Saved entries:
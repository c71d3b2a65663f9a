//! 对账工作器
//!
//! 周期性地扫描所有未终结的入账订单，逐笔向 accrual 服务查询，并把终态结果写回账本：
//! 1. 以 id 游标分页拉取待处理订单，直到拉到空页
//! 2. 每笔订单单独查询，失败只影响该笔订单，本页和本轮继续
//! 3. 拉取分页失败视为整轮失败，按指数退避后重试
//!
//! 关闭信号在两笔订单之间检查，正在处理的订单总是完整结束。

use std::sync::Arc;
use std::time::{Duration, Instant};

use chrono::Utc;
use loyalty_shared::config::{AccrualConfig, ReconcilerConfig};
use loyalty_shared::observability::metrics;
use loyalty_shared::retry::RetryPolicy;
use order_ledger::{LedgerStore, Order, OrderStatus, ResolveOutcome};
use tokio::sync::watch;
use tracing::{debug, error, info, instrument, warn};

use crate::client::{AccrualClient, Lookup};
use crate::error::{AccrualError, ReconcileError};

const WORKER_NAME: &str = "reconciler";

/// 工作器状态
#[derive(Debug, Clone, Copy, PartialEq, Eq)]
pub enum WorkerState {
    /// 等待下一次触发
    Idle,
    /// 正在分页处理待处理订单
    Draining,
}

/// 单轮对账统计
#[derive(Debug, Clone, Default, PartialEq, Eq)]
pub struct PassReport {
    /// 非空页数量
    pub pages: u32,
    pub scanned: u32,
    pub processed: u32,
    pub invalid: u32,
    /// 远端仍在处理（REGISTERED / PROCESSING）
    pub pending: u32,
    /// 远端不认识该订单号
    pub unknown: u32,
    /// 结果与账本一致，无需写入
    pub unchanged: u32,
    /// 查询或写回失败
    pub failed: u32,
    /// 因关闭信号提前结束
    pub interrupted: bool,
}

impl PassReport {
    fn record(&mut self, outcome: OrderOutcome) {
        self.scanned += 1;
        match outcome {
            OrderOutcome::Resolved(OrderStatus::Processed) => self.processed += 1,
            OrderOutcome::Resolved(_) => self.invalid += 1,
            OrderOutcome::Pending => self.pending += 1,
            OrderOutcome::Unknown => self.unknown += 1,
            OrderOutcome::Unchanged => self.unchanged += 1,
            OrderOutcome::Failed => self.failed += 1,
        }
    }

    pub fn resolved(&self) -> u32 {
        self.processed + self.invalid
    }
}

/// 单笔订单的处理结果
#[derive(Debug, Clone, Copy, PartialEq, Eq)]
enum OrderOutcome {
    Resolved(OrderStatus),
    Pending,
    Unknown,
    Unchanged,
    Failed,
}

/// 对账工作器
pub struct ReconciliationWorker {
    store: Arc<dyn LedgerStore>,
    client: Arc<dyn AccrualClient>,
    poll_interval: Duration,
    page_size: i64,
    /// 单次 accrual 查询的等待上限
    lookup_timeout: Duration,
    /// 远端限流时最多暂停多久
    max_rate_limit_pause: Duration,
    backoff: RetryPolicy,
    state: watch::Sender<WorkerState>,
}

impl ReconciliationWorker {
    pub fn new(
        store: Arc<dyn LedgerStore>,
        client: Arc<dyn AccrualClient>,
        config: &ReconcilerConfig,
        accrual: &AccrualConfig,
    ) -> Self {
        let (state, _) = watch::channel(WorkerState::Idle);
        Self {
            store,
            client,
            poll_interval: config.poll_interval(),
            page_size: config.page_size.max(1),
            lookup_timeout: accrual.request_timeout(),
            max_rate_limit_pause: Duration::from_secs(accrual.max_retry_after_seconds),
            backoff: RetryPolicy::backoff(
                Duration::from_millis(config.failure_backoff_initial_ms),
                Duration::from_millis(config.failure_backoff_max_ms),
            ),
            state,
        }
    }

    /// 订阅工作器状态变化
    pub fn subscribe_state(&self) -> watch::Receiver<WorkerState> {
        self.state.subscribe()
    }

    /// 主循环：持续对账直到收到关闭信号
    ///
    /// 发送端被丢弃同样视为关闭。
    pub async fn run(self, mut shutdown: watch::Receiver<bool>) {
        info!(
            poll_interval = ?self.poll_interval,
            page_size = self.page_size,
            lookup_timeout = ?self.lookup_timeout,
            "对账工作器已启动"
        );

        let mut consecutive_failures: u32 = 0;

        loop {
            if *shutdown.borrow() {
                break;
            }

            let started = Instant::now();
            let wait = match self.run_pass(&mut shutdown).await {
                Ok(report) => {
                    consecutive_failures = 0;
                    let result = if report.interrupted { "interrupted" } else { "ok" };
                    metrics::record_reconciliation_pass(result, started.elapsed().as_secs_f64());

                    if report.scanned > 0 {
                        info!(
                            pages = report.pages,
                            scanned = report.scanned,
                            processed = report.processed,
                            invalid = report.invalid,
                            pending = report.pending,
                            unknown = report.unknown,
                            failed = report.failed,
                            "本轮对账完成"
                        );
                    } else {
                        debug!("没有待处理订单");
                    }
                    self.poll_interval
                }
                Err(e) => {
                    let delay = self
                        .backoff
                        .delay_for_attempt(consecutive_failures)
                        .max(self.poll_interval);
                    consecutive_failures = consecutive_failures.saturating_add(1);
                    metrics::record_reconciliation_pass("error", started.elapsed().as_secs_f64());
                    error!(
                        error = %e,
                        consecutive_failures,
                        delay_ms = delay.as_millis() as u64,
                        "对账失败，退避后重试"
                    );
                    delay
                }
            };

            metrics::set_worker_last_run(WORKER_NAME);

            if !sleep_or_shutdown(wait, &mut shutdown).await {
                break;
            }
        }

        info!("对账工作器已停止");
    }

    /// 执行一轮对账
    pub async fn run_pass(
        &self,
        shutdown: &mut watch::Receiver<bool>,
    ) -> Result<PassReport, ReconcileError> {
        self.state.send_replace(WorkerState::Draining);
        let result = self.drain(shutdown).await;
        self.state.send_replace(WorkerState::Idle);
        result
    }

    async fn drain(
        &self,
        shutdown: &mut watch::Receiver<bool>,
    ) -> Result<PassReport, ReconcileError> {
        let mut report = PassReport::default();
        let mut cursor: i64 = 0;

        loop {
            if *shutdown.borrow() {
                report.interrupted = true;
                return Ok(report);
            }

            let page = self
                .store
                .list_pending_deposits_after(cursor, self.page_size)
                .await?;
            let Some(last) = page.last() else {
                return Ok(report);
            };
            cursor = last.id;
            report.pages += 1;

            for order in &page {
                if *shutdown.borrow() {
                    report.interrupted = true;
                    return Ok(report);
                }
                let outcome = self.reconcile_order(order, shutdown).await;
                report.record(outcome);
            }
        }
    }

    #[instrument(skip(self, order, shutdown), fields(number = %order.number))]
    async fn reconcile_order(
        &self,
        order: &Order,
        shutdown: &mut watch::Receiver<bool>,
    ) -> OrderOutcome {
        let started = Instant::now();
        let lookup = tokio::time::timeout(self.lookup_timeout, self.client.lookup(&order.number))
            .await
            .unwrap_or(Err(AccrualError::Timeout));
        let elapsed = started.elapsed().as_secs_f64();

        let resolution = match lookup {
            Ok(Lookup::Resolved(resolution)) => resolution,
            Ok(Lookup::Unknown) => {
                metrics::record_accrual_lookup("unknown", elapsed);
                debug!("accrual 尚未登记该订单");
                return OrderOutcome::Unknown;
            }
            Err(AccrualError::RateLimited { retry_after }) => {
                metrics::record_accrual_lookup("rate_limited", elapsed);
                let pause = retry_after.min(self.max_rate_limit_pause);
                warn!(pause_secs = pause.as_secs(), "accrual 限流，暂停查询");
                sleep_or_shutdown(pause, shutdown).await;
                return OrderOutcome::Failed;
            }
            Err(e) => {
                metrics::record_accrual_lookup(e.metric_label(), elapsed);
                warn!(error = %e, "accrual 查询失败，留待下一轮");
                return OrderOutcome::Failed;
            }
        };

        let Some((status, amount)) = resolution.ledger_outcome() else {
            metrics::record_accrual_lookup("pending", elapsed);
            debug!(remote_status = ?resolution.status, "accrual 仍在处理");
            return OrderOutcome::Pending;
        };
        metrics::record_accrual_lookup("resolved", elapsed);

        match self
            .store
            .resolve(&order.number, status, amount, Utc::now())
            .await
        {
            Ok(ResolveOutcome::Applied) => {
                metrics::record_order_resolved(status.as_str());
                info!(%status, %amount, user_id = %order.user_id, "入账订单已结算");
                OrderOutcome::Resolved(status)
            }
            Ok(ResolveOutcome::Unchanged) => OrderOutcome::Unchanged,
            Err(e) => {
                error!(error = %e, code = e.error_code(), "写回对账结果失败");
                OrderOutcome::Failed
            }
        }
    }
}

/// 等待 `duration`；期间收到关闭信号（或发送端被丢弃）返回 false
async fn sleep_or_shutdown(duration: Duration, shutdown: &mut watch::Receiver<bool>) -> bool {
    tokio::select! {
        biased;
        _ = shutdown.wait_for(|stop| *stop) => false,
        _ = tokio::time::sleep(duration) => true,
    }
}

WHAT IS BEING ASKED: Up to and including the line with "use std::sync::Arc;", repeat the entries exactly, beginning at their first line.

TASK RESPONSE:
repository c71d3b2a65663f9a
//! 对账工作器
//!
//! 周期性地扫描所有未终结的入账订单，逐笔向 accrual 服务查询，并把终态结果写回账本：
//! 1. 以 id 游标分页拉取待处理订单，直到拉到空页
//! 2. 每笔订单单独查询，失败只影响该笔订单，本页和本轮继续
//! 3. 拉取分页失败视为整轮失败，按指数退避后重试
//!
//! 关闭信号在两笔订单之间检查，正在处理的订单总是完整结束。

use std::sync::Arc;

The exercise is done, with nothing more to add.